Source Analysis of Evoked Activity

We observed an increase in amplitude in right dorsolateral prefrontal cortex, right temporal gyrus, right angular/parietal gyrus, and left superior medial frontal gyrus for successful withholds and an increase in amplitude in left postcentral and superior parietal gyrus for hits (Fig. 2A,B, Table 2). Increased activity in postcentral, somatosensory areas was also shown in an fMRI study and is considered to be associated with sensory feedback of the actual button press [Menon et al., 2001]. Furthermore, unsuccessful withholds in comparison to hits showed an increase in amplitude in similar areas as successful withholds, especially in right prefrontal cortex (see Supporting Information Fig. S1).

Figure 2.

Figure 2

Evoked field analysis on source level. A and B show the main effect of go‐nogo for the period 0–500 ms. A Areas with stronger activity for successful withholds (SW); B Areas with stronger activity for hits. Cortical activity was rendered onto the surface of a standard anatomical brain volume (Montreal Neurological Institute). For display, significance threshold was lowered to P < 0.01 (uncorrected). C Time courses of activity of voxels surrounding the peak voxel of the most significant cluster for the contrast successful withholds versus hits (rDLPFC). Time courses are shown as mean over all subjects separately for all conditions. Dashed line: mean reaction time of hits. [Color figure can be viewed in the online issue, which is available at http://wileyonlinelibrary.com.]

Table 2.

Clusters of significant differences in evoked activity between successful withholds and hits (shown in Figure 2)

Brain region Side Coordinates Cluster size (in voxels) Z P (uncorr.)
x y z
Succesful withholds > Hits
Middle frontal gyrus r 40 36 20 586 3.76 0.000
Middle temporal gyrus r 58 −50 2 112 3.53 0.000
Angular gyrus r 48 −52 22 38 3.43 0.000
Medial frontal gyrus l −8 56 24 153 3.26 0.001
Hits > Successful withholds
Postcentral gyrus l −56 −16 14 76 3.36 0.000
Superior parietal lobule l −18 −54 s68 23 3.30 0.000

Extracted time courses of the source activity at the peak voxel in the rDLPFC during successful withholds in comparison to hits are shown in Figure 2C. Both hit conditions showed constant source activity throughout the entire time span, whereas the successful withhold conditions showed a prominent peak at around 270 ms with sustained increased amplitude for the rest of the investigated time span. A similar increase was also observed for unsuccessful withholds (see Supporting Information Fig.
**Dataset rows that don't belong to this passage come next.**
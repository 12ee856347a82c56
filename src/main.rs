//! Simple MCP Server Entry Point
//!
//! Starts the HTTP server after reading its bind configuration from the
//! environment.
//!
//! Environment Variables:
//! - HOST: Bind address (default: "127.0.0.1")
//! - PORT: Port number (default: 8000)
//! - WORKER_THREADS: Override the HTTP worker count (default: CPU count, max 16)
//! - RUST_LOG: Log filter for the tracing subscriber (default: "info")

use simple_mcp_server::core::{server, utils};
use tracing_subscriber::EnvFilter;

#[tokio::main]
async fn main() -> std::io::Result<()> {
    // Initialize structured logging. The actix request logger emits through
    // the `log` bridge and lands in the same subscriber.
    tracing_subscriber::fmt()
        .with_env_filter(EnvFilter::try_from_default_env().unwrap_or_else(|_| EnvFilter::new("info")))
        .init();

    let host = utils::get_env_var("HOST", "127.0.0.1");
    let port = utils::get_env_var("PORT", "8000")
        .parse::<u16>()
        .unwrap_or(8000);

    server::run_server_http(host, port).await
}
S1).

Induced Activity

Induced oscillatory activity in the alpha band showed a statistically significant difference between successful withholds and hits in a cluster of channels over the right frontal cortex. Alpha power in these channels was significantly higher for successful withhold trials between 250 and 400 ms compared to hit trials. Source reconstruction revealed a strong difference between successful withholds and hits in the rDLPFC (MNI peak coordinates: 40 40 10) (Fig. 3B). Time courses of the alpha power change in right frontal sensors for successful withholds and hits are shown in Figure 3C. Successful withhold as well as hit trials showed a small increase in alpha power after stimulus onset. Whereas the power slowly decreased at around 150 ms after stimulus onset in the hit condition, there was a further increase in the successful withhold condition with a peak at around 350 ms and an elevated level for the rest of the investigated time span.

Figure 3.

Figure 3

Activity within the alpha frequency band (8–12 Hz). A Go‐nogo difference of time frequency representation (TFR) in the alpha frequency band. Red indicates higher power for successful withholds and blue higher power for hits. Significant channels are displayed by stars (P < 0.01). B Source reconstruction of the difference in alpha band with DICS beamformer in the period of 100–500 ms, projected onto a surface. Areas with higher power for successful withholds than for hits are shown. The strongest activity difference was observed in right middle frontal gyrus (MNI coordinates: 40 40 10). C Mean power at 10 Hz of TFR in channels of right prefrontal cluster is shown. Black: go trials with correct response (hits), Green: nogo trials with successful withholding of the response, Dashed line: mean reaction time of hits. [Color figure can be viewed in the online issue, which is available at http://wileyonlinelibrary.com.]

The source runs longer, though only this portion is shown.